I entered high school in the fall of the year 2000. Girls were supposed to be skinny and suck their stomachs in, wear low rider pants (which were uncomfortable) and have absolutely no body hair. You were supposed to hide your mental health “issues” and not let anybody see it. “Bad kids” got taken out of school and put in kid jail. Parents would say “you don’t want to end up like them.” Don’t get pregnant, don’t be gay, etc.
It wasn’t just the parents. There was a hierarchy and kids on top made fun of the bottom kids who, in retrospect, were probably dealing with some tough stuff in their personal lives outside of school. The bottom kids learned to hide themselves by looking down, being quiet, and letting people bully them. Alternately, other bottom kids acted out by getting in fights and then getting put in suspension or kicked out of school. The bottom kids were shunned. It is hard to hide anger and sadness and the body works hard to stuff that kind of stuff down.
Things have changed a lot in the past 2 decades. People openly talk about mental health stuff now. Many people openly discuss their mental health diagnoses as well as the medication they take. Therapy and counseling are now looked at as a good thing (instead of something shameful that you hide). I guess you could say that we are more woke now.
But what about the people who have been socialized to stuff their problems down and lie about who they are in order to exist in their family, school, neighborhood, and then workplace hierarchies? What about the countless people (such as the kids of the 80s that came of age during a repressive cultural atmosphere) that are having a hard time being real with themselves about who they really are?
I started this blogpost with a comment on the fact that I am putting a lot more focus on exercise and meditation. What this book has taught me is that I, too, (like the war-rattled soldier) have stored trauma sensations that raise up and control me. And exercise and meditation help me to take the control BACK. I mentioned that a lot of us kids of the 80s have a hard time being real with OURSELVES about who we are because of the restrictive imprints of our culture, society, and the media. We essentially learned to turn our selves off or to ignore ourselves. Stuffing down our feelings and emotions in order to exist in society.
I think that this relates to the soldier trauma. Both examples demonstrate how trauma causes people to not feel at home in their lives. Both examples demonstrate a need to be vigilant for threats. (“Is the enemy around?” “Are the mean girls going to make fun of the dark hair on my forearms?” “I’m scared to tell my dad I’m gay.”)
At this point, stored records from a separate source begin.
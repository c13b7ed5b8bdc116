use thiserror::Error;

pub type Result<T> = core::result::Result<T, Error>;

#[derive(Debug, Clone, Copy, PartialEq, Eq, Error)]
pub enum Error {
    #[error("packet too short")]
    PacketTooShort,
    #[error("invalid header length")]
    InvalidHeaderLen,
    #[error("invalid length")]
    InvalidLength,
    #[error("checksum mismatch")]
    ChecksumError,
    #[error("unsupported protocol")]
    UnsupportedProtocol,
    #[error("vlan tagged frame")]
    VlanTagged,
    #[error("ip fragment")]
    Fragmented,
    #[error("unexpected source address")]
    UnexpectedSource,
    #[error("unexpected destination address")]
    UnexpectedDestination,
    #[error("unexpected port")]
    UnexpectedPort,

    #[error("frame exceeds interface mtu")]
    FrameTooLarge,
    #[error("buffer full")]
    BufferFull,

    #[error("network is down")]
    NetworkDown,
    #[error("transmit queue full")]
    QueueFull,

    #[error("timed out")]
    Timeout,
    #[error("resources exhausted")]
    ResourceExhausted,
    #[error("message needs more fragments than the ack window holds")]
    TooManyFragments,
    #[error("chunk larger than staging buffer")]
    ChunkTooLarge,

    #[error("not configured: {0}")]
    NotConfigured(&'static str),
    #[error("device not found")]
    DeviceNotFound,
    #[error("unsupported device")]
    UnsupportedDevice,

    #[error("invalid state")]
    InvalidState,
    #[error("dump already failed")]
    DumpFailed,
}

impl Error {
    /// Transient transmit-side failures that a later retransmit round may clear.
    pub fn is_resource(self) -> bool {
        matches!(
            self,
            Error::QueueFull | Error::BufferFull | Error::NetworkDown | Error::ResourceExhausted
        )
    }
}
In order to have a sense of control in one’s own life, one has to have control (to a certain reasonable extent) over their body processes. A former soldier deserves to be able to enjoy New Year’s with his sexy wife without becoming a scared puppy cowering in the bathroom. Everyone deserves to feel comfortable in a bathing suit in the summertime when it’s hot, without feeling ashamed of their body. Everyone deserves to love who they want to love without fear of backlash from their community.
So how do we feel relaxed and comfortable in our bodies? What works for me is meditation, breathwork, and exercise. Learning these skills (which are often referred to as “mindfulness skills”) helps me tune my body like a musical instrument. When my body feels tense, yoga asanas help to release the tension. When I get worked up and my breath gets quick and shallow, practiced breathing techniques help me get deeper breaths and chill out. When my mind races with cyclical fear-based thoughts, meditative mantras or mandalas can help break that cycle.
So yeah, I am exercising more. And I feel more comfortable in my own skin. Today is the summer solstice. My yoga practice was great this morning.